//! Compiling the glyph set into a TrueType font with color tables.

use write_fonts::{
    from_obj::ToOwnedTable,
    read::TableProvider,
    tables::{
        cmap::Cmap,
        colr::{BaseGlyph, Colr, Layer},
        cpal::Cpal,
        glyf::{Bbox, Component, CompositeGlyph, GlyfLocaBuilder, Glyph, SimpleGlyph},
        head::Head,
        hhea::Hhea,
        hmtx::{Hmtx, LongMetric},
        loca::LocaFormat,
        maxp::Maxp,
        os2::Os2,
        post::Post,
    },
    types::{FWord, GlyphId, GlyphId16, UfWord},
    FontBuilder,
};

use crate::{
    color::Rgba,
    glyphs::GlyphSetBuilder,
    names::{build_name, copyright_records, FontNames},
    scheme::SchemeSet,
    source::{SourceFont, SourceOutline},
    Error,
};

/// Compile the glyph set, palettes and names into a font binary.
///
/// Tables that describe the design as a whole (`head`, `hhea`, `post` and
/// `OS/2`) start as copies of the source tables.
pub fn assemble(
    source: &SourceFont,
    glyphs: &GlyphSetBuilder,
    schemes: &SchemeSet,
    fallback: Rgba,
    names: &FontNames,
) -> Result<Vec<u8>, Error> {
    if glyphs.len() > u16::MAX as usize {
        return Err(Error::TooManyGlyphs(glyphs.len()));
    }
    let tables = source.tables();
    let compiled = compile_glyphs(glyphs)?;

    let mut builder = GlyfLocaBuilder::new();
    for ((name, _), glyph) in glyphs.iter().zip(&compiled) {
        builder
            .add_glyph(glyph)
            .map_err(|source| Error::CompileGlyph {
                glyph: name.to_owned(),
                source,
            })?;
    }
    let (glyf, loca, loca_format) = builder.build();

    let h_metrics = glyphs
        .iter()
        .map(|(_, glyph)| LongMetric::new(glyph.metric.advance, glyph.metric.side_bearing))
        .collect::<Vec<_>>();
    let advance_width_max = h_metrics.iter().map(|m| m.advance).max().unwrap_or_default();
    let num_h_metrics = h_metrics.len() as u16;
    let extents = horizontal_extents(&compiled, &h_metrics);
    let hmtx = Hmtx::new(h_metrics, Vec::new());

    let mut hhea: Hhea = tables
        .hhea()
        .map_err(|source| Error::TableRead {
            table: "hhea",
            source,
        })?
        .to_owned_table();
    hhea.number_of_h_metrics = num_h_metrics;
    hhea.advance_width_max = UfWord::new(advance_width_max);
    if let Some(extents) = extents {
        hhea.min_left_side_bearing = FWord::new(extents.min_left_side_bearing);
        hhea.min_right_side_bearing = FWord::new(extents.min_right_side_bearing);
        hhea.x_max_extent = FWord::new(extents.x_max_extent);
    }

    let maxp = maxp_for(&compiled);
    let cmap = cmap_for(glyphs)?;

    let copyright = tables
        .name()
        .map(|name| copyright_records(&name))
        .unwrap_or_default();
    let name = build_name(names, copyright);

    let mut post: Post = tables
        .post()
        .map(|post| post.to_owned_table())
        .unwrap_or_default();
    let v2 = Post::new_v2(glyphs.glyph_order());
    post.version = v2.version;
    post.num_glyphs = v2.num_glyphs;
    post.glyph_name_index = v2.glyph_name_index;
    post.string_data = v2.string_data;

    let mut head: Head = tables
        .head()
        .map_err(|source| Error::TableRead {
            table: "head",
            source,
        })?
        .to_owned_table();
    head.index_to_loc_format = match loca_format {
        LocaFormat::Short => 0,
        LocaFormat::Long => 1,
    };
    head.checksum_adjustment = 0;
    if let Some(bbox) = font_bbox(&compiled) {
        head.x_min = bbox.x_min;
        head.y_min = bbox.y_min;
        head.x_max = bbox.x_max;
        head.y_max = bbox.y_max;
    }

    let cpal = cpal_for(schemes, fallback);
    let colr = colr_for(glyphs)?;

    let mut font = FontBuilder::new();
    font.add_table(&head)?
        .add_table(&hhea)?
        .add_table(&maxp)?
        .add_table(&hmtx)?
        .add_table(&cmap)?
        .add_table(&name)?
        .add_table(&post)?
        .add_table(&glyf)?
        .add_table(&loca)?
        .add_table(&cpal)?
        .add_table(&colr)?;
    match tables.os2() {
        Ok(os2) => {
            let mut os2: Os2 = os2.to_owned_table();
            let (first, last) = char_range(glyphs);
            os2.us_first_char_index = first;
            os2.us_last_char_index = last;
            font.add_table(&os2)?;
        }
        Err(e) => log::warn!("source font has no usable OS/2 table ({e}), omitting it"),
    }

    // the builder fills in head.checksumAdjustment
    let bytes = font.build();
    log::info!("assembled {} glyphs into {} bytes", glyphs.len(), bytes.len());
    Ok(bytes)
}

fn gid16(glyphs: &GlyphSetBuilder, name: &str) -> Option<GlyphId16> {
    glyphs.index_of(name).map(|idx| GlyphId16::new(idx as u16))
}

/// Compile every glyph, in glyph order.
fn compile_glyphs(glyphs: &GlyphSetBuilder) -> Result<Vec<Glyph>, Error> {
    glyphs
        .iter()
        .map(|(name, glyph)| match &glyph.outline {
            SourceOutline::Path(path) if path.elements().is_empty() => Ok(Glyph::Empty),
            SourceOutline::Path(path) => SimpleGlyph::from_bezpath(path)
                .map(Glyph::Simple)
                .map_err(|e| Error::MalformedPath {
                    glyph: name.to_owned(),
                    reason: format!("{e:?}"),
                }),
            SourceOutline::Composite { components, bbox } => {
                let mut composite: Option<CompositeGlyph> = None;
                for component in components {
                    let gid = gid16(glyphs, &component.glyph).ok_or_else(|| {
                        Error::MissingComponent {
                            glyph: name.to_owned(),
                            component: component.glyph.clone(),
                        }
                    })?;
                    let component = Component::new(
                        gid,
                        component.anchor,
                        component.transform,
                        component.flags,
                    );
                    match composite.as_mut() {
                        Some(composite) => composite.add_component(component, *bbox),
                        None => composite = Some(CompositeGlyph::new(component, *bbox)),
                    }
                }
                Ok(composite.map(Glyph::Composite).unwrap_or(Glyph::Empty))
            }
        })
        .collect()
}

fn glyph_bbox(glyph: &Glyph) -> Option<Bbox> {
    match glyph {
        Glyph::Empty => None,
        Glyph::Simple(simple) => Some(simple.bbox),
        Glyph::Composite(composite) => Some(composite.bbox),
    }
}

fn font_bbox(glyphs: &[Glyph]) -> Option<Bbox> {
    glyphs.iter().filter_map(glyph_bbox).reduce(Bbox::union)
}

/// The `hhea` side bearing and extent fields.
#[derive(Clone, Copy, Debug, PartialEq, Eq)]
struct HorizontalExtents {
    min_left_side_bearing: i16,
    min_right_side_bearing: i16,
    x_max_extent: i16,
}

/// Side bearing minima and the maximum extent over the glyphs with ink.
fn horizontal_extents(glyphs: &[Glyph], metrics: &[LongMetric]) -> Option<HorizontalExtents> {
    glyphs
        .iter()
        .zip(metrics)
        .filter_map(|(glyph, metric)| {
            let bbox = glyph_bbox(glyph)?;
            let lsb = metric.side_bearing as i32;
            let extent = lsb + (bbox.x_max as i32 - bbox.x_min as i32);
            let rsb = metric.advance as i32 - extent;
            Some((lsb, rsb, extent))
        })
        .fold(None, |acc: Option<(i32, i32, i32)>, (lsb, rsb, extent)| {
            Some(match acc {
                None => (lsb, rsb, extent),
                Some((l, r, e)) => (l.min(lsb), r.min(rsb), e.max(extent)),
            })
        })
        .map(|(lsb, rsb, extent)| HorizontalExtents {
            min_left_side_bearing: clamp_i16(lsb),
            min_right_side_bearing: clamp_i16(rsb),
            x_max_extent: clamp_i16(extent),
        })
}

fn clamp_i16(value: i32) -> i16 {
    value.clamp(i16::MIN as i32, i16::MAX as i32) as i16
}

/// Points, contours and nesting depth of a glyph with its components
/// resolved.
#[derive(Clone, Copy, Debug, Default, PartialEq, Eq)]
struct Extent {
    points: u32,
    contours: u32,
    depth: u32,
}

fn extent(glyphs: &[Glyph], gid: usize, visiting: &mut Vec<usize>) -> Extent {
    match glyphs.get(gid) {
        Some(Glyph::Simple(simple)) => Extent {
            points: simple.contours.iter().map(|c| c.len() as u32).sum(),
            contours: simple.contours.len() as u32,
            depth: 0,
        },
        Some(Glyph::Composite(composite)) if !visiting.contains(&gid) => {
            visiting.push(gid);
            let mut total = Extent::default();
            for component in composite.components() {
                let child = extent(glyphs, component.glyph.to_u32() as usize, visiting);
                total.points += child.points;
                total.contours += child.contours;
                total.depth = total.depth.max(child.depth + 1);
            }
            visiting.pop();
            total
        }
        _ => Extent::default(),
    }
}

fn saturate(value: u32) -> u16 {
    value.min(u16::MAX as u32) as u16
}

/// A version 1.0 `maxp` describing the compiled glyphs.
fn maxp_for(glyphs: &[Glyph]) -> Maxp {
    let mut simple = Extent::default();
    let mut composite = Extent::default();
    let mut max_components = 0;
    let mut visiting = Vec::new();
    for (gid, glyph) in glyphs.iter().enumerate() {
        match glyph {
            Glyph::Empty => (),
            Glyph::Simple(_) => {
                let e = extent(glyphs, gid, &mut visiting);
                simple.points = simple.points.max(e.points);
                simple.contours = simple.contours.max(e.contours);
            }
            Glyph::Composite(glyph) => {
                let e = extent(glyphs, gid, &mut visiting);
                composite.points = composite.points.max(e.points);
                composite.contours = composite.contours.max(e.contours);
                composite.depth = composite.depth.max(e.depth);
                max_components = max_components.max(glyph.components().len() as u32);
            }
        }
    }
    Maxp {
        num_glyphs: glyphs.len() as u16,
        max_points: Some(saturate(simple.points)),
        max_contours: Some(saturate(simple.contours)),
        max_composite_points: Some(saturate(composite.points)),
        max_composite_contours: Some(saturate(composite.contours)),
        max_zones: Some(2),
        max_twilight_points: Some(0),
        max_storage: Some(0),
        max_function_defs: Some(0),
        max_instruction_defs: Some(0),
        max_stack_elements: Some(0),
        max_size_of_instructions: Some(0),
        max_component_elements: Some(saturate(max_components)),
        max_component_depth: Some(saturate(composite.depth)),
    }
}

fn cmap_for(glyphs: &GlyphSetBuilder) -> Result<Cmap, Error> {
    let mappings = glyphs
        .mappings()
        .iter()
        .filter_map(|(ch, name)| {
            let gid = glyphs.index_of(name)?;
            Some((*ch, GlyphId::new(gid as u32)))
        })
        .collect::<Vec<_>>();
    Ok(Cmap::from_mappings(mappings)?)
}

/// The lowest and highest mapped BMP code points, for `OS/2`.
fn char_range(glyphs: &GlyphSetBuilder) -> (u16, u16) {
    let clamp = |ch: char| (ch as u32).min(0xFFFF) as u16;
    let chars = glyphs.mappings().keys().copied();
    let first = chars.clone().min().map(clamp).unwrap_or_default();
    let last = chars.max().map(clamp).unwrap_or_default();
    (first, last)
}

/// One palette per scheme in presentation order, one entry per color slot.
fn cpal_for(schemes: &SchemeSet, fallback: Rgba) -> Cpal {
    let palettes = schemes.palettes(fallback);
    let num_entries = schemes.letters().len() as u16;
    let mut cpal = Cpal {
        num_palettes: palettes.len() as u16,
        num_palette_entries: num_entries,
        num_color_records: palettes.iter().map(Vec::len).sum::<usize>() as u16,
        color_record_indices: (0..palettes.len() as u16)
            .map(|i| i * num_entries)
            .collect(),
        ..Default::default()
    };
    cpal.color_records_array.set(
        palettes
            .iter()
            .flatten()
            .map(|color| color.to_color_record())
            .collect::<Vec<_>>(),
    );
    cpal
}

/// A version 0 `COLR` with base glyph records sorted by glyph id.
fn colr_for(glyphs: &GlyphSetBuilder) -> Result<Colr, Error> {
    let mut bases = Vec::with_capacity(glyphs.layers().len());
    for (base, layers) in glyphs.layers() {
        let gid = gid16(glyphs, base).ok_or_else(|| Error::UnknownGlyph(base.clone()))?;
        let layers = layers
            .iter()
            .map(|layer| {
                gid16(glyphs, &layer.glyph)
                    .map(|gid| Layer::new(gid, layer.slot))
                    .ok_or_else(|| Error::UnknownGlyph(layer.glyph.clone()))
            })
            .collect::<Result<Vec<_>, _>>()?;
        bases.push((gid, layers));
    }
    bases.sort_by_key(|(gid, _)| *gid);

    let mut base_records = Vec::with_capacity(bases.len());
    let mut layer_records = Vec::new();
    for (gid, layers) in bases {
        base_records.push(BaseGlyph::new(
            gid,
            layer_records.len() as u16,
            layers.len() as u16,
        ));
        layer_records.extend(layers);
    }
    let num_bases = base_records.len() as u16;
    let num_layers = layer_records.len() as u16;
    Ok(Colr::new(
        num_bases,
        Some(base_records),
        Some(layer_records),
        num_layers,
    ))
}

────

→ Task description: Above this task is a listing. Restate, word for word and with nothing added, the lines from the one with "fn font_bbox(glyphs: &[Glyph])" through the one with "Some(Glyph::Simple(simple)) => Extent".

→ Final answer:
fn font_bbox(glyphs: &[Glyph]) -> Option<Bbox> {
    glyphs.iter().filter_map(glyph_bbox).reduce(Bbox::union)
}

/// The `hhea` side bearing and extent fields.
#[derive(Clone, Copy, Debug, PartialEq, Eq)]
struct HorizontalExtents {
    min_left_side_bearing: i16,
    min_right_side_bearing: i16,
    x_max_extent: i16,
}

/// Side bearing minima and the maximum extent over the glyphs with ink.
fn horizontal_extents(glyphs: &[Glyph], metrics: &[LongMetric]) -> Option<HorizontalExtents> {
    glyphs
        .iter()
        .zip(metrics)
        .filter_map(|(glyph, metric)| {
            let bbox = glyph_bbox(glyph)?;
            let lsb = metric.side_bearing as i32;
            let extent = lsb + (bbox.x_max as i32 - bbox.x_min as i32);
            let rsb = metric.advance as i32 - extent;
            Some((lsb, rsb, extent))
        })
        .fold(None, |acc: Option<(i32, i32, i32)>, (lsb, rsb, extent)| {
            Some(match acc {
                None => (lsb, rsb, extent),
                Some((l, r, e)) => (l.min(lsb), r.min(rsb), e.max(extent)),
            })
        })
        .map(|(lsb, rsb, extent)| HorizontalExtents {
            min_left_side_bearing: clamp_i16(lsb),
            min_right_side_bearing: clamp_i16(rsb),
            x_max_extent: clamp_i16(extent),
        })
}

fn clamp_i16(value: i32) -> i16 {
    value.clamp(i16::MIN as i32, i16::MAX as i32) as i16
}

/// Points, contours and nesting depth of a glyph with its components
/// resolved.
#[derive(Clone, Copy, Debug, Default, PartialEq, Eq)]
struct Extent {
    points: u32,
    contours: u32,
    depth: u32,
}

fn extent(glyphs: &[Glyph], gid: usize, visiting: &mut Vec<usize>) -> Extent {
    match glyphs.get(gid) {
        Some(Glyph::Simple(simple)) => Extent {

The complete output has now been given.